Let's for a moment talk more generally about what is knowable in quantum mechanics. We have all heard about Heisenberg's uncertainty principle, namely that we can't know position and momentum exactly simultaneously. One often hears this in public discussions, but a more precise statement and in fact a more correct statement is that we can't know the position in a certain direction and the momentum in that same direction simultaneously to arbitrary accuracy. The mathematical version of this statement would be that \([ \hat{q_i},\hat{p}_j ] = i\hbar \delta_{ij}\) . Here \(q_i\) and \(p_i\) are generalized co-ordinates and generalized momentum respectively. So the more familiar version would be \( [\hat{x}, \hat{p_x}] = i\hbar \).
The underlying reason is that the position operator in the \(\hat{x}\) does not commute with the momentum operator in the same position.
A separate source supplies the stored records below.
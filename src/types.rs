//! Notification records and the inbound envelope shape.
//!
//! Everything the push channel delivers arrives wrapped in an [`Envelope`]:
//!
//! ```text
//! { "type": "notification" | "heartbeat" | "error",
//!   "data"?: { "id", "type", "priority", "category", "title", "message",
//!              "createdAt"?, "actionUrl"?, "metadata"? },
//!   "timestamp"?: number }
//! ```
//!
//! Only `notification` envelopes carrying `data` produce a
//! [`NotificationRecord`]. The payload is kept as raw JSON inside the
//! envelope so a malformed body can be discarded without failing the
//! envelope parse.

// Rust guideline compliant 2026-02

use chrono::{DateTime, NaiveDate, NaiveDateTime, Utc};
use serde::{Deserialize, Deserializer, Serialize};

/// Origin channel of a notification. Informational only.
#[derive(Debug, Clone, Copy, PartialEq, Eq, Hash, Serialize, Deserialize)]
#[serde(rename_all = "lowercase")]
pub enum NotificationKind {
    /// Browser / desktop push.
    Push,
    /// Email delivery.
    Email,
    /// SMS delivery.
    Sms,
}

impl NotificationKind {
    /// Wire representation.
    pub fn as_str(self) -> &'static str {
        match self {
            Self::Push => "push",
            Self::Email => "email",
            Self::Sms => "sms",
        }
    }
}

impl std::fmt::Display for NotificationKind {
    fn fmt(&self, f: &mut std::fmt::Formatter<'_>) -> std::fmt::Result {
        f.write_str(self.as_str())
    }
}

/// Severity of a notification.
///
/// Variants are declared in ascending order so the derived `Ord` sorts
/// `Low < Medium < High < Urgent`. There is no numeric meaning beyond that.
#[derive(
    Debug, Clone, Copy, PartialEq, Eq, PartialOrd, Ord, Hash, Serialize, Deserialize,
)]
#[serde(rename_all = "lowercase")]
pub enum Priority {
    /// Informational.
    Low,
    /// Notable update.
    Medium,
    /// Needs attention soon.
    High,
    /// Needs attention now.
    Urgent,
}

impl Priority {
    /// All priorities, lowest first.
    pub const ALL: [Self; 4] = [Self::Low, Self::Medium, Self::High, Self::Urgent];

    /// Wire representation.
    pub fn as_str(self) -> &'static str {
        match self {
            Self::Low => "low",
            Self::Medium => "medium",
            Self::High => "high",
            Self::Urgent => "urgent",
        }
    }
}

impl std::fmt::Display for Priority {
    fn fmt(&self, f: &mut std::fmt::Formatter<'_>) -> std::fmt::Result {
        f.write_str(self.as_str())
    }
}

/// Subject area of a notification.
#[derive(
    Debug, Clone, Copy, PartialEq, Eq, PartialOrd, Ord, Hash, Serialize, Deserialize,
)]
#[serde(rename_all = "lowercase")]
pub enum Category {
    /// Platform / account messages.
    System,
    /// Single-instrument price news.
    Stock,
    /// Portfolio performance updates.
    Portfolio,
    /// User-configured alerts.
    Alert,
}

impl Category {
    /// All categories in declaration order.
    pub const ALL: [Self; 4] = [Self::System, Self::Stock, Self::Portfolio, Self::Alert];

    /// Wire representation.
    pub fn as_str(self) -> &'static str {
        match self {
            Self::System => "system",
            Self::Stock => "stock",
            Self::Portfolio => "portfolio",
            Self::Alert => "alert",
        }
    }
}

impl std::fmt::Display for Category {
    fn fmt(&self, f: &mut std::fmt::Formatter<'_>) -> std::fmt::Result {
        f.write_str(self.as_str())
    }
}

/// A notification held by the feed.
#[derive(Debug, Clone, PartialEq, Serialize, Deserialize)]
#[serde(rename_all = "camelCase")]
pub struct NotificationRecord {
    /// Sender-assigned identifier, unique within a feed.
    pub id: String,
    /// Origin channel (`type` on the wire).
    #[serde(rename = "type")]
    pub kind: NotificationKind,
    /// Severity.
    pub priority: Priority,
    /// Subject area.
    pub category: Category,
    /// Display title.
    pub title: String,
    /// Display body.
    pub message: String,
    /// Creation time; receipt time when the sender omitted it.
    pub created_at: DateTime<Utc>,
    /// Whether the user has seen it. Only ever moves `false -> true`.
    pub read: bool,
    /// Optional link opened when the user acts on the notification.
    #[serde(default, skip_serializing_if = "Option::is_none")]
    pub action_url: Option<String>,
    /// Opaque sender metadata.
    #[serde(default, skip_serializing_if = "Option::is_none")]
    pub metadata: Option<serde_json::Map<String, serde_json::Value>>,
}

impl NotificationRecord {
    /// Short relative age label for list rendering.
    ///
    /// Buckets: under a minute is `just now`, then whole minutes, hours and
    /// days. Timestamps in the future count as `just now`.
    pub fn age_label(&self, now: DateTime<Utc>) -> String {
        let minutes = (now - self.created_at).num_minutes();
        if minutes < 1 {
            return "just now".to_string();
        }
        if minutes < 60 {
            return format!("{minutes}m ago");
        }
        let hours = minutes / 60;
        if hours < 24 {
            return format!("{hours}h ago");
        }
        format!("{}d ago", hours / 24)
    }
}

/// Envelope type tag.
#[derive(Debug, Clone, Copy, PartialEq, Eq, Serialize, Deserialize)]
#[serde(rename_all = "lowercase")]
pub enum EnvelopeKind {
    /// Carries a notification payload in `data`.
    Notification,
    /// Keep-alive from the server.
    Heartbeat,
    /// Server-side error report.
    Error,
    /// Any type this client does not know about.
    #[serde(other)]
    Unknown,
}

/// Outer message shape delivered by the push channel.
#[derive(Debug, Clone, PartialEq, Serialize, Deserialize)]
pub struct Envelope {
    /// Message type.
    #[serde(rename = "type")]
    pub kind: EnvelopeKind,
    /// Payload, only meaningful for `notification`.
    #[serde(default, skip_serializing_if = "Option::is_none")]
    pub data: Option<serde_json::Value>,
    /// Sender timestamp in epoch milliseconds. Non-numeric values read as absent.
    #[serde(
        default,
        deserialize_with = "lenient_timestamp",
        skip_serializing_if = "Option::is_none"
    )]
    pub timestamp: Option<f64>,
}

/// `timestamp` never decides whether an envelope is usable.
fn lenient_timestamp<'de, D>(deserializer: D) -> Result<Option<f64>, D::Error>
where
    D: Deserializer<'de>,
{
    let value = serde_json::Value::deserialize(deserializer)?;
    Ok(value.as_f64())
}

impl Envelope {
    /// Parse an envelope from a raw text frame.
    pub fn parse(raw: &str) -> Result<Self, EnvelopeError> {
        serde_json::from_str(raw).map_err(|e| EnvelopeError::Malformed(e.to_string()))
    }

    /// Build a `notification` envelope around a payload.
    pub fn notification(data: serde_json::Value) -> Self {
        Self {
            kind: EnvelopeKind::Notification,
            data: Some(data),
            timestamp: None,
        }
    }
}

/// Body of a `notification` envelope as sent on the wire.
///
/// Any `read` field the sender includes is ignored.
#[derive(Debug, Clone, Deserialize)]
#[serde(rename_all = "camelCase")]
pub struct NotificationPayload {
    /// Sender-assigned identifier.
    pub id: String,
    /// Origin channel.
    #[serde(rename = "type")]
    pub kind: NotificationKind,
    /// Severity.
    pub priority: Priority,
    /// Subject area.
    pub category: Category,
    /// Display title.
    pub title: String,
    /// Display body.
    pub message: String,
    /// RFC 3339 string or epoch milliseconds.
    #[serde(default)]
    pub created_at: Option<serde_json::Value>,
    /// Optional link.
    #[serde(default)]
    pub action_url: Option<String>,
    /// Opaque metadata.
    #[serde(default)]
    pub metadata: Option<serde_json::Map<String, serde_json::Value>>,
}

impl NotificationPayload {
    /// Decode a payload from envelope `data`.
    pub fn from_value(data: serde_json::Value) -> Result<Self, EnvelopeError> {
        serde_json::from_value(data).map_err(|e| EnvelopeError::InvalidPayload(e.to_string()))
    }

    /// Turn the payload into an unread record, stamping `received_at` when
    /// the sender gave no usable creation time.
    pub fn into_record(self, received_at: DateTime<Utc>) -> NotificationRecord {
        let created_at = self
            .created_at
            .as_ref()
            .and_then(parse_created_at)
            .unwrap_or(received_at);

        NotificationRecord {
            id: self.id,
            kind: self.kind,
            priority: self.priority,
            category: self.category,
            title: self.title,
            message: self.message,
            created_at,
            read: false,
            action_url: self.action_url,
            metadata: self.metadata,
        }
    }
}

/// Interpret a wire `createdAt`. Empty strings and zero count as absent.
fn parse_created_at(value: &serde_json::Value) -> Option<DateTime<Utc>> {
    match value {
        serde_json::Value::String(s) if !s.is_empty() => parse_date_string(s),
        serde_json::Value::Number(n) => {
            let millis = n.as_i64().or_else(|| n.as_f64().map(|f| f as i64))?;
            if millis == 0 {
                None
            } else {
                DateTime::from_timestamp_millis(millis)
            }
        }
        _ => None,
    }
}

/// RFC 3339, then offset-less date-time as UTC, then a bare date at UTC
/// midnight.
fn parse_date_string(s: &str) -> Option<DateTime<Utc>> {
    if let Ok(dt) = DateTime::parse_from_rfc3339(s) {
        return Some(dt.with_timezone(&Utc));
    }
    if let Ok(naive) = NaiveDateTime::parse_from_str(s, "%Y-%m-%dT%H:%M:%S%.f") {
        return Some(naive.and_utc());
    }
    NaiveDate::parse_from_str(s, "%Y-%m-%d")
        .ok()
        .and_then(|date| date.and_hms_opt(0, 0, 0))
        .map(|naive| naive.and_utc())
}

/// Why an inbound frame produced no record.
#[derive(Debug, Clone, PartialEq, Eq)]
pub enum EnvelopeError {
    /// Frame was not a JSON envelope.
    Malformed(String),
    /// `data` did not match the notification payload shape.
    InvalidPayload(String),
}

impl std::fmt::Display for EnvelopeError {
    fn fmt(&self, f: &mut std::fmt::Formatter<'_>) -> std::fmt::Result {
        match self {
            Self::Malformed(msg) => write!(f, "Malformed envelope: {msg}"),
            Self::InvalidPayload(msg) => write!(f, "Invalid notification payload: {msg}"),
        }
    }
}

impl std::error::Error for EnvelopeError {}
This implies that I can indeed now the position exactly in the \(\hat{y}\) and the momentum for example in the \(\hat{x}\) .
Now to jump to more general statements, we may proceed as follows. If we have a set T=\( ( Q_1,Q_2,Q_3 ...Q_n) \) consisting of operators any two of which commute with each other and a correponding set U = \((q_1, q_2,...q_n)\) of eigenvalues for each operator ( we assume that this sets are the largest possible size they can be so the ket \(| q_1, q_2,q_3,...q_n \rangle \) describes our system), then these two sets represent the "maximum knowledge" of the system that we can have. These states of "maximum knowledge" are what we called the pure states earlier.
One must keep in mind that these two sets may not be unique and in fact are rarely reproducible in experiments. Instead what we usually have is that we know with a certain probability \( W_n \) that our system is in a pure state \( \psi_n \). We therefore deal with statistical mixtures more than we do with pure states.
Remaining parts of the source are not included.